Welcome to Old School Month on Eternal Central. We’re looking at a different Old School 93-94 deck each day of the month. Today’s deck is Naya Bazaar Zoo, named for playing an aggressive “Zoo” deck (with lots of creatures), in the Naya (Red-White-Green) colors, and utilizing Bazaar of Baghdad (more on that later).
This is a deck that seeks to be as low to the ground as reasonably possible, in order to get under countermagic, and to play a threat on the first or second turn, and then follow it up with removal and more threats until the opponent is dead, as fast as possible. The idea behind this when I originally constructed it was to abandon Erhnam Djinn and nearly every other card in Zoo decks above three mana, to play fewer mana sources, and create more room for removal and burn spells. This puts a stress test on opponents, to see if they can keep up with the speed and tenacity of a very quick and aggressive strategy, and this color combination provides the best mix of cheap pin-point removal.
Here are a couple of versions I have played over the past year at various events and local get-togethers.

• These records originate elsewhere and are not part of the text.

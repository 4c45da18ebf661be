//! E2E Test Suite 01: Known wire-format byte vectors.
//!
//! Pins the encoder to exact byte sequences and checks the decoder against
//! the same vectors:
//! - Timestamp `{seconds: 5678, nanos: 1234}` ⇔ `08 AE 2C 10 D2 09`
//! - packed repeated int32 `{1, 2, 127, 128}` at field 4 ⇔ `22 05 01 02 7F 80 01`
//! - unpacked input decoding to the same list
//! - optional (wrapper) fields: absent ⇔ zero bytes, present-zero ⇔ framed zero
//! - oneof tags emitted even for default payloads

mod models {
    include!("models.rs");
}

use models::*;
use pbwire::codec::Codec;
use pbwire::schema;

// ─────────────────────────────────────────────────────────────────────────────
// Timestamp vector
// ─────────────────────────────────────────────────────────────────────────────

#[test]
fn timestamp_encodes_to_reference_bytes() {
    let ts = Timestamp {
        seconds: 5678,
        nanos: 1234,
    };
    let encoded = TIMESTAMP.to_bytes(&ts).expect("encode");
    assert_eq!(
        encoded.as_slice(),
        hex::decode("08ae2c10d209").unwrap().as_slice(),
        "tag 1 varint 5678, tag 2 varint 1234"
    );
    assert_eq!(TIMESTAMP.measure_record(&ts), 6);
}

#[test]
fn timestamp_decodes_from_reference_bytes() {
    let encoded = pbwire::Bytes::from_static(&[0x08, 0xAE, 0x2C, 0x10, 0xD2, 0x09]);
    let ts = TIMESTAMP.parse_bytes(&encoded).expect("parse");
    assert_eq!(
        ts,
        Timestamp {
            seconds: 5678,
            nanos: 1234
        }
    );
}

#[test]
fn timestamp_field_table_resolves_numbers() {
    assert_eq!(
        schema::lookup(TIMESTAMP_FIELDS, 1).map(|f| f.name),
        Some("seconds")
    );
    assert_eq!(
        schema::lookup(TIMESTAMP_FIELDS, 2).map(|f| f.name),
        Some("nanos")
    );
    assert!(schema::lookup(TIMESTAMP_FIELDS, 3).is_none());
}

// ─────────────────────────────────────────────────────────────────────────────
// Packed repeated int32
// ─────────────────────────────────────────────────────────────────────────────

#[test]
fn packed_int32_list_encodes_to_reference_bytes() {
    let samples = Samples {
        values: vec![1, 2, 127, 128],
    };
    let encoded = SAMPLES.to_bytes(&samples).expect("encode");
    assert_eq!(
        encoded.as_slice(),
        &[0x22, 0x05, 0x01, 0x02, 0x7F, 0x80, 0x01],
        "field 4 length-delimited, 5 payload bytes, four varints"
    );
    assert_eq!(SAMPLES.measure_record(&samples), encoded.len());
}

#[test]
fn packed_and_unpacked_inputs_decode_identically() {
    let packed = pbwire::Bytes::from_static(&[0x22, 0x05, 0x01, 0x02, 0x7F, 0x80, 0x01]);
    // The same four values as individually tagged varint entries (tag 0x20).
    let unpacked =
        pbwire::Bytes::from_static(&[0x20, 0x01, 0x20, 0x02, 0x20, 0x7F, 0x20, 0x80, 0x01]);

    let from_packed = SAMPLES.parse_bytes(&packed).expect("packed");
    let from_unpacked = SAMPLES.parse_bytes(&unpacked).expect("unpacked");
    assert_eq!(from_packed.values, vec![1, 2, 127, 128]);
    assert_eq!(from_packed, from_unpacked);
}

#[test]
fn empty_list_writes_nothing() {
    let encoded = SAMPLES.to_bytes(&Samples::default()).expect("encode");
    assert!(encoded.is_empty());
    assert_eq!(SAMPLES.measure_record(&Samples::default()), 0);
}

// ─────────────────────────────────────────────────────────────────────────────
// Optional wrapper fields
// ─────────────────────────────────────────────────────────────────────────────

#[test]
fn absent_optional_writes_zero_bytes_and_round_trips_as_absent() {
    let encoded = WRAPPED.to_bytes(&Wrapped { x: None }).expect("encode");
    assert!(encoded.is_empty());
    let back = WRAPPED.parse_bytes(&encoded).expect("parse");
    assert_eq!(back.x, None);
}

#[test]
fn present_zero_optional_is_framed_with_its_inner_field() {
    let encoded = WRAPPED.to_bytes(&Wrapped { x: Some(0) }).expect("encode");
    // Outer tag, wrapper length 2, inner tag, value 0: presence survives even
    // though the payload is the default.
    assert_eq!(encoded.as_slice(), &[0x0A, 0x02, 0x08, 0x00]);
    assert_eq!(WRAPPED.measure_record(&Wrapped { x: Some(0) }), 4);

    let back = WRAPPED.parse_bytes(&encoded).expect("parse");
    assert_eq!(back.x, Some(0));
}

#[test]
fn present_nonzero_optional_round_trips() {
    for x in [1, -1, 127, 128, i32::MIN, i32::MAX] {
        let encoded = WRAPPED.to_bytes(&Wrapped { x: Some(x) }).expect("encode");
        assert_eq!(encoded.len(), WRAPPED.measure_record(&Wrapped { x: Some(x) }));
        let back = WRAPPED.parse_bytes(&encoded).expect("parse");
        assert_eq!(back.x, Some(x), "wrapped value {x}");
    }
}

// ─────────────────────────────────────────────────────────────────────────────
// Oneof fields
// ─────────────────────────────────────────────────────────────────────────────

#[test]
fn oneof_emits_tag_even_for_default_payload() {
    let m = Everything {
        choice: Some(Choice::Note(String::new())),
        ..Everything::default()
    };
    let encoded = EVERYTHING.to_bytes(&m).expect("encode");
    // Field 20, wire LEN: tag varint 0xA2 0x01, then length 0. An empty note
    // is still a set variant, so the tag must go out.
    assert_eq!(encoded.as_slice(), &[0xA2, 0x01, 0x00]);

    let back = EVERYTHING.parse_bytes(&encoded).expect("parse");
    assert_eq!(back.choice, Some(Choice::Note(String::new())));
}

#[test]
fn oneof_zero_level_round_trips_as_set_variant() {
    let m = Everything {
        choice: Some(Choice::Level(0)),
        ..Everything::default()
    };
    let encoded = EVERYTHING.to_bytes(&m).expect("encode");
    assert!(
        !encoded.is_empty(),
        "a set oneof variant at its default value must still be encoded"
    );
    let back = EVERYTHING.parse_bytes(&encoded).expect("parse");
    assert_eq!(back.choice, Some(Choice::Level(0)));
}
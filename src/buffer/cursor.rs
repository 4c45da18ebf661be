//! Sequential reading over any random-access data.
//!
//! [`DataCursor`] pairs an immutable [`RandomAccessData`] with a
//! `(position, limit)` cursor, which is how a [`crate::bytes::Bytes`] blob is
//! fed to the parser without copying it into a mutable buffer first.

use super::{RandomAccessData, ReadableSequentialData, SequentialData};
use crate::error::{Result, WireError};

/// A read cursor over an owned [`RandomAccessData`] value.
pub struct DataCursor<D> {
    data: D,
    position: u64,
    limit: u64,
}

impl<D: RandomAccessData> DataCursor<D> {
    /// Cursor at position 0 with the limit at the end of `data`.
    pub fn new(data: D) -> Self {
        let limit = data.length();
        DataCursor {
            data,
            position: 0,
            limit,
        }
    }

    /// The wrapped data, discarding the cursor.
    pub fn into_inner(self) -> D {
        self.data
    }
}

impl<D: RandomAccessData> SequentialData for DataCursor<D> {
    #[inline]
    fn capacity(&self) -> u64 {
        self.data.length()
    }

    #[inline]
    fn position(&self) -> u64 {
        self.position
    }

    #[inline]
    fn limit(&self) -> u64 {
        self.limit
    }

    fn set_limit(&mut self, limit: u64) {
        self.limit = limit.min(self.data.length()).max(self.position);
    }

    fn skip(&mut self, n: u64) -> Result<u64> {
        let step = n.min(self.limit - self.position);
        self.position += step;
        Ok(step)
    }
}

impl<D: RandomAccessData> ReadableSequentialData for DataCursor<D> {
    #[inline]
    fn read_byte(&mut self) -> Result<u8> {
        if self.position >= self.limit {
            return Err(WireError::BufferUnderflow);
        }
        let b = self.data.byte_at(self.position)?;
        self.position += 1;
        Ok(b)
    }

    #[inline]
    fn try_read_byte(&mut self) -> Result<Option<u8>> {
        if self.position >= self.limit {
            return Ok(None);
        }
        self.read_byte().map(Some)
    }

    fn read_slice(&mut self, dst: &mut [u8]) -> Result<()> {
        if (dst.len() as u64) > self.limit - self.position {
            return Err(WireError::BufferUnderflow);
        }
        let got = self.data.get_bytes(self.position, dst);
        if got < dst.len() {
            return Err(WireError::BufferUnderflow);
        }
        self.position += dst.len() as u64;
        Ok(())
    }

    #[inline]
    fn chunk(&self) -> Option<&[u8]> {
        self.data
            .as_contiguous()
            .map(|s| &s[self.position as usize..self.limit as usize])
    }
}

— Jaco (@JMJACO) December 4, 2016
— Jaco (@JMJACO) January 30, 2017
Constructing Naya Bazaar Zoo
With any Zoo deck, you’ll want a mix of creatures, removal, burn spells, mana, and that’s mainly it. How many creatures vs. removal spells you play is up to you. Unlike most Zoo decks though, this one has a fairly robust (but compact) draw engine. Here is the latest version from the lab:
If the goal with a stress-testing aggressive deck is to reliably hit a first and/or second turn threat, it follows that we’d like to play as many of these as we can, while also playing the best creatures available at those mana costs. Kird Ape is the most efficient one-drop available in 93-94, and Savannah Lions is the second best, so this naturally puts us in to the Red-White-Green color combination.
Playing 4 of each of those creatures gives us 8 one-drops, but I’d like one or two more in the deck to more reliably find and play one on the first turn. Ghazban Ogre is an often overlooked card from Arabian Nights that fits the bill, as a 2/2 for just a single mana. It has a conditionality that can provide a serious drawback, so playing more than one or two copies is probably ill-advised. It is a weak card against Lightning Bolt decks, but pretty strong against everything else. Naf’s Asp isn’t technically a 2/x creature, but also has the potential to do two damage a turn, so also bears slight scrutiny for this deck.
Argothian Pixies sits at two mana, but can reliably attack through opposing Mishra’s Factories, so it gets the nod here. Elvish Archers and Citanul Druids are other options that can be included, depending on your metagame.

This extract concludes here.